Voiture 2. Porte avant. Un homme sans âge mais énergique, petit genre nerveux, 65 kilos, jean et veste en jean, a déclenché la porte, avant même l’arrêt du train. Penché en avant épaule gauche collée à la vitre, il tire du bras gauche sur une barre de la porte, en même temps que du bras droit il abaisse la poignée, et force violemment l’ouverture en pivot. Porte ouverte, il adore voir le qui train qui roule encore un peu glissant le long du quai. L’homme saute du train et se réceptionne d’un pas de footing, le regard vers le sol et tout de suite vers l’avant, assez content de voir qu’il a cette fois encore grillé l’habitué du premier wagon, il accélère son pas vers la sortie, sans même voir l’étudiante devant lui qui amorce sa descente.

Porte arrière de la voiture 2, une femme souriante, en robe de coton, bras découverts, serre fort de sa main droite la lanière de son sac qui lui cisaille l’épaule, et appuie de sa main gauche sur la poignée, qu’elle pousse en avant et la porte s’ouvre. Elle descend attentivement cherchant quelqu’un du regard, sourire plus fort encore. Sa robe est turquoise. Un collier de bois rose.
Voiture 3. Porte avant. Très légèrement en retrait de la porte, une grande femme, la cinquantaine, short ou jupe coloniale, chaussures plates, coince d’une jambe musclée sa valise, tandis que de son autre jambe, elle barre le passage à quelques inconnus silencieux, tous à la file derrière elle dans le couloir qui longe l’autre côté du wagon. La femme attend l’arrêt bien marqué du train, et abandonnant un instant sa valise se rapproche de la poignée, l’abaisse de la main droite, pousse la porte, descend un pied sur une marche et l’autre pour tenter un grand écart jusque sur le quai, avant de se retourner immédiatement vers la porte afin d’attraper la valise. Elle est surprise et bien ravie de s’apercevoir qu’un des jeunes inconnus la lui a avancée pour qu’elle puisse s’en saisir. Ah merci vous êtes bien aimable.

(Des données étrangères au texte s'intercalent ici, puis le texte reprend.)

//! Settlement Dispatcher
//!
//! Submits aggregated outputs as a batched payout on the destination
//! network of a swap direction:
//! - payouts on home carry the configured asset tag and deduct no fee
//!   (home transaction costs are funded by the operator out of band)
//! - payouts on foreign deduct the configured withdrawal fee from every
//!   output to fund the foreign transaction

use std::sync::Arc;
use tracing::info;

use super::aggregator::AggregatedOutput;
use crate::chains::{ChainRegistry, PaymentOutput};
use crate::common::error::BridgeError;
use crate::types::network::Network;
use crate::types::swap::SwapDirection;
use crate::types::units;

/// Fee and denomination parameters for dispatch
///
/// Passed in explicitly so direction-specific behavior is testable in
/// isolation; nothing here reads ambient state.
#[derive(Debug, Clone)]
pub struct DispatchConfig {
    /// Denomination tag attached to every multi-send entry on home
    pub home_asset: String,
    /// Withdrawal fee in whole coins, deducted per output on foreign
    pub withdrawal_fee_coins: f64,
}

impl DispatchConfig {
    /// Fee deducted per output for a direction, in base units
    pub fn fee_base_units(&self, direction: SwapDirection) -> f64 {
        match direction.destination_network() {
            Network::Foreign => units::coins_to_base(self.withdrawal_fee_coins) as f64,
            Network::Home => 0.0,
        }
    }
}

/// Dispatches aggregated payouts to the destination network
#[derive(Clone)]
pub struct SettlementDispatcher {
    chains: Arc<ChainRegistry>,
    config: DispatchConfig,
}

impl SettlementDispatcher {
    pub fn new(chains: Arc<ChainRegistry>, config: DispatchConfig) -> Self {
        Self { chains, config }
    }

    /// Fee deducted per output for a direction, in base units
    pub fn fee_base_units(&self, direction: SwapDirection) -> f64 {
        self.config.fee_base_units(direction)
    }

    /// Submit the aggregated outputs as one batched payout
    ///
    /// Returns the full ordered list of resulting transaction hashes; the
    /// destination network may split one logical batch into several physical
    /// transactions, so callers must not assume one hash per output.
    ///
    /// Non-positive post-fee amounts must be filtered by the caller before
    /// dispatch (see the orchestrator's floor rule).
    pub async fn dispatch(
        &self,
        direction: SwapDirection,
        outputs: &[AggregatedOutput],
    ) -> Result<Vec<String>, BridgeError> {
        if outputs.is_empty() {
            return Ok(Vec::new());
        }

        let destination = direction.destination_network();
        let client = self.chains.client(destination)?;

        let fee = self.fee_base_units(direction);
        let asset = match destination {
            Network::Home => Some(self.config.home_asset.clone()),
            Network::Foreign => None,
        };

        let entries: Vec<PaymentOutput> = outputs
            .iter()
            .map(|out| PaymentOutput {
                address: out.address.clone(),
                amount: (out.amount - fee).round() as u64,
                asset: asset.clone(),
            })
            .collect();

        let hashes = client
            .multi_send(&entries)
            .await
            .map_err(BridgeError::Dispatch)?;

        info!(
            direction = %direction,
            outputs = entries.len(),
            transactions = hashes.len(),
            "dispatched batched payout"
        );

        Ok(hashes)
    }
}

#[cfg(test)]
mod tests {
    use super::*;
    use crate::chains::MockChainClient;
    use crate::types::units::coins_to_base;

    fn outputs(entries: &[(&str, f64)]) -> Vec<AggregatedOutput> {
        entries
            .iter()
            .map(|(address, amount)| AggregatedOutput {
                address: address.to_string(),
                amount: *amount,
            })
            .collect()
    }

    fn dispatcher_with_foreign(client: MockChainClient, fee: f64) -> SettlementDispatcher {
        SettlementDispatcher::new(
            Arc::new(ChainRegistry::new().with_foreign(Arc::new(client))),
            DispatchConfig {
                home_asset: "BRIDGE".to_string(),
                withdrawal_fee_coins: fee,
            },
        )
    }

    #[tokio::test]
    async fn test_foreign_payout_deducts_fee_exactly() {
        let mut client = MockChainClient::new();
        client
            .expect_multi_send()
            .withf(|entries: &[PaymentOutput]| {
                entries.len() == 2
                    && entries[0].amount == 10_000_000_000 - coins_to_base(0.5)
                    && entries[1].amount == 4_000_000_000 - coins_to_base(0.5)
                    && entries.iter().all(|e| e.asset.is_none())
            })
            .times(1)
            .returning(|_| Ok(vec!["hash1".to_string()]));

        let dispatcher = dispatcher_with_foreign(client, 0.5);
        let hashes = dispatcher
            .dispatch(
                SwapDirection::HomeToForeign,
                &outputs(&[("addr1", 10_000_000_000.0), ("addr2", 4_000_000_000.0)]),
            )
            .await
            .unwrap();
        assert_eq!(hashes, vec!["hash1"]);
    }

    #[tokio::test]
    async fn test_home_payout_tags_asset_and_keeps_full_amount() {
        let mut client = MockChainClient::new();
        client
            .expect_multi_send()
            .withf(|entries: &[PaymentOutput]| {
                entries.len() == 1
                    && entries[0].amount == 10_000_000_000
                    && entries[0].asset.as_deref() == Some("BRIDGE")
            })
            .times(1)
            .returning(|_| Ok(vec!["hash1".to_string(), "hash2".to_string()]));

        let dispatcher = SettlementDispatcher::new(
            Arc::new(ChainRegistry::new().with_home(Arc::new(client))),
            DispatchConfig {
                home_asset: "BRIDGE".to_string(),
                withdrawal_fee_coins: 0.5,
            },
        );

        // Withdrawal fee applies to the foreign leg only.
        let hashes = dispatcher
            .dispatch(
                SwapDirection::ForeignToHome,
                &outputs(&[("home_addr", 10_000_000_000.0)]),
            )
            .await
            .unwrap();
        assert_eq!(hashes, vec!["hash1", "hash2"]);
    }

    #[tokio::test]
    async fn test_missing_client_fails_before_any_call() {
        let dispatcher = SettlementDispatcher::new(
            Arc::new(ChainRegistry::new()),
            DispatchConfig {
                home_asset: "BRIDGE".to_string(),
                withdrawal_fee_coins: 0.0,
            },
        );

        let err = dispatcher
            .dispatch(SwapDirection::HomeToForeign, &outputs(&[("addr1", 100.0)]))
            .await
            .unwrap_err();
        assert!(matches!(err, BridgeError::ChainUnavailable(Network::Foreign)));
    }

    #[tokio::test]
    async fn test_empty_batch_makes_no_call() {
        // A mock with no expectations panics on any call.
        let dispatcher = dispatcher_with_foreign(MockChainClient::new(), 0.0);
        let hashes = dispatcher
            .dispatch(SwapDirection::HomeToForeign, &[])
            .await
            .unwrap();
        assert!(hashes.is_empty());
    }

    #[tokio::test]
    async fn test_network_failure_is_dispatch_error() {
        let mut client = MockChainClient::new();
        client.expect_multi_send().returning(|_| {
            Err(crate::chains::ChainError::Protocol("node down".to_string()))
        });

        let dispatcher = dispatcher_with_foreign(client, 0.0);
        let err = dispatcher
            .dispatch(SwapDirection::HomeToForeign, &outputs(&[("addr1", 100.0)]))
            .await
            .unwrap_err();
        assert!(matches!(err, BridgeError::Dispatch(_)));
        assert!(err.is_retryable());
    }
}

Porte arrière de la voiture 3, un autre jeune homme, lunettes de soleil sur la tête, aucun sac, tenant simple un livre jaune foncé de sa main droite, l’index en marque-page, ouvre de la main gauche, et descend facilement, une marche, la suivante, et le pied sur le quai par-dessus le marchepied, de sa main libre il ramène ses lunettes au visage.

Voiture 4. Porte avant. L’homme abaisse la poignée main gauche. Rotation. Poussée. Porte plaquée sur le côté qu’il maintient bloquée avec sa mallette, main droite. Amorçant une bascule vers dehors, en même temps que sa main gauche semble accompagner vers le bas la sortie de sa première jambe, sa main droite élève la mallette dans les airs comme s’il fallait contrebalancer la descente. Il retrouve équilibre sur le quai.

Porte arrière. C’est en queue de voiture 4 qu’à partir d’un téléphone gris plastique maintenant raccroché, le contrôleur avait mis en garde l’ensemble des voyageurs de l’arrivée en gare du train dont la descente devra impérativement s’effectuer sur un quai et à l’arrêt, en prenant garde à l’intervalle entre le marchepied et le quai. Un court instant, il pense. Il n’a plus rien d’autre à faire car le déverrouillage des portes s’effectue de nos jours automatiquement à vitesse lente et dès l’abord du quai. Il est à cet instant comme tout le monde. Seul son uniforme le distingue. Il pense à nouveau que les poignées de porte de ces vieilles voitures corail ressemblent à des points d’interrogation qui n’attendent aucune autre réponse que celle d’être cassées un instant vers le bas, ce qu’il fait lui-même à sa porte, pousse, ouvre, et descend lui aussi, un, deux, trois, sur le quai, regards immédiatement à droite, et à gauche, et même surtout à gauche vers l’arrière du train, au-delà de la voiture 5 condamnée pour cause de climatisation en panne.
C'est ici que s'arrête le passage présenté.